In announcing a National Museum of Immigration in this month's Throne Speech, the Harper government declared: "Our identities are bound up in the stories of ancestors from hundreds of lands." For this reason, the Conservatives want Pier 21, "the site where so many began their Canadian journey," to represent Canada's immigration story. But here's a question: What if your family didn't begin its journey in Halifax?
Does it make sense for people whose families arrived in the west to go all the way to the east to find out what Canada's national immigration history looks like? Well, not really. Rather than concentrating all of its energies in one place, the government should be encouraging the development of immigration centres across the country and supporting a robust online presence so everyone, regardless of where they reside, can contribute to the living legacy of decades of immigration to all parts of Canada from all parts of the world.
Since Pier 21 opened its doors to the public in 1999, it has educated millions of visitors about the migrant experience to Canada, with exhibits documenting the stories of war brides, refugees, evacuee children and Canadian military personnel who passed through Pier 21 between 1928 and 1971. It has brought to life the hopes and fears of people arriving on Canada's eastern shores during the turbulent 20th century. Visitors can walk around the refurbished port, then have a "migrant experience" by boarding a train that moves west to Montreal and Toronto, then Vancouver. But told this way, immigration to Canada goes in only one direction.
What about the thousands of people who crossed the Pacific as fishermen, miners, workers, picture brides, merchants and traders to try their hand at life in Canada? For Chinese, Japanese and Indians, migrating and settling in Canada was very different from the European experience.
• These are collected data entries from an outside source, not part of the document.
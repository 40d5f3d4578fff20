//! 快速非支配排序
//!
//! 对每一对解计算支配关系，记录每个解被多少个解支配、又支配了哪些解；被支配次数为零的解组成第 0 层，
//! 之后逐层剥离。同一层内保持输入顺序。

use crate::comparators::{Dominance, DominanceComparator};
use crate::solution::{Solution, SolutionSet};
use crate::Error;

#[derive(Debug, Clone, Default)]
pub struct Ranking {
    fronts: Vec<SolutionSet>,
}

impl Ranking {
    /// 对解集分层，解被移动到各层中，并写入各自的等级
    pub fn new(set: SolutionSet) -> Result<Self, Error> {
        let indices = Self::fronts_of(set.as_slice())?;
        let mut slots: Vec<Option<Solution>> = set.into_iter().map(Some).collect();
        let mut fronts = Vec::with_capacity(indices.len());
        for (rank, members) in indices.into_iter().enumerate() {
            let mut front = SolutionSet::new(members.len());
            for index in members {
                if let Some(mut solution) = slots[index].take() {
                    solution.rank = rank;
                    front.push(solution)?;
                }
            }
            fronts.push(front);
        }
        Ok(Self { fronts })
    }

    /// 只返回各层成员的序号，不移动解
    pub fn fronts_of(solutions: &[Solution]) -> Result<Vec<Vec<usize>>, Error> {
        let comparator = DominanceComparator;
        let n = solutions.len();
        // 支配 i 的解的个数
        let mut dominated_by = vec![0usize; n];
        // 被 i 支配的解
        let mut dominates: Vec<Vec<usize>> = vec![Vec::new(); n];
        for p in 0..n {
            for q in p + 1..n {
                match comparator.compare(&solutions[p], &solutions[q])? {
                    Dominance::ADominates => {
                        dominates[p].push(q);
                        dominated_by[q] += 1;
                    }
                    Dominance::BDominates => {
                        dominates[q].push(p);
                        dominated_by[p] += 1;
                    }
                    Dominance::Incomparable => {}
                }
            }
        }
        let mut fronts = Vec::new();
        let mut current: Vec<usize> = (0..n).filter(|&i| dominated_by[i] == 0).collect();
        while !current.is_empty() {
            let mut next = Vec::new();
            for &p in &current {
                for &q in &dominates[p] {
                    dominated_by[q] -= 1;
                    if dominated_by[q] == 0 {
                        next.push(q);
                    }
                }
            }
            next.sort_unstable();
            fronts.push(current);
            current = next;
        }
        Ok(fronts)
    }

    pub fn subfront(&self, rank: usize) -> Option<&SolutionSet> {
        self.fronts.get(rank)
    }

    pub fn number_of_subfronts(&self) -> usize {
        self.fronts.len()
    }

    pub fn fronts(&self) -> &[SolutionSet] {
        &self.fronts
    }

    pub fn into_fronts(self) -> Vec<SolutionSet> {
        self.fronts
    }

    pub fn len(&self) -> usize {
        self.fronts.iter().map(SolutionSet::len).sum()
    }

    pub fn is_empty(&self) -> bool {
        self.fronts.is_empty()
    }
}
Chinese migrants had to pay a head tax from 1885 to 1923 and were banned almost completely from 1923 to 1947. Early 20th-century immigration rules made it almost impossible for Indians to come to Canada according to "continuous journey" regulations that basically required them to be on one boat from India to Canada. For Japanese Canadians, migration is intimately linked to their removal from the West Coast and internment during the Second World War.
All of these groups, and many more communities in Western Canada, have their own migration stories about establishing themselves in this country after crossing the Pacific. Sadly, these experiences keep getting ignored. One has only to think of the dynamic Celtic presence during the opening ceremonies of the Vancouver Olympics and the absence of any Asian presence to see the dichotomy.
In the United States, the diversity of the migrant experience is captured in multiple immigration centres. The most famous is the Ellis Island Immigration Museum in New York, but it's not the only one. From 1910 to 1940, Angel Island, just outside of San Francisco, processed hundreds of thousands of Chinese migrants. Called the "Ellis Island of the West," immigration officers who worked there preferred "Guardian of the Western Gate."
Today, visitors can learn about Pacific history by walking through the former barracks. The nearby National Archives makes it possible for people to do genealogical research, so they can locate their family's arrival, then visit the actual place where it occurred. President Barack Obama recognized the power of connecting physical spaces with historical experiences by declaring Jan. 21 to be National Angel Island Day and encouraging Americans to learn more about its history and their own.
Like the United States, Canada has a treasure trove of resources that can be mined to make its immigration history both nationally and locally relevant. Library and Archives Canada holds thousands of documents, including passenger lists and immigration registers that record who came, when and from where. The problem is that the originals are in conservation, hidden away from public view, and the microfilmed versions and limited online access are insufficient for inspiring a sense of the migrant experience. It's hard to get excited about an old government file appearing blurrily on a small screen.
But what a difference it would make if you could examine your grandfather's immigration record in the same place he arrived 80 years ago. Wouldn't it be great if students could be encouraged to conduct oral histories with older generations using historical materials relevant to their local community as a starting point?
Connecting the past with the present is the magic of Pier 21. But there's no reason why Western Canadians shouldn't experience the same thrill. All Canadians should have access to the immigration materials most relevant to them.
Laura Madokoro, the 2009 Trudeau Scholar and Liu Institute Scholar, is a PhD candidate in history at the University of British Columbia.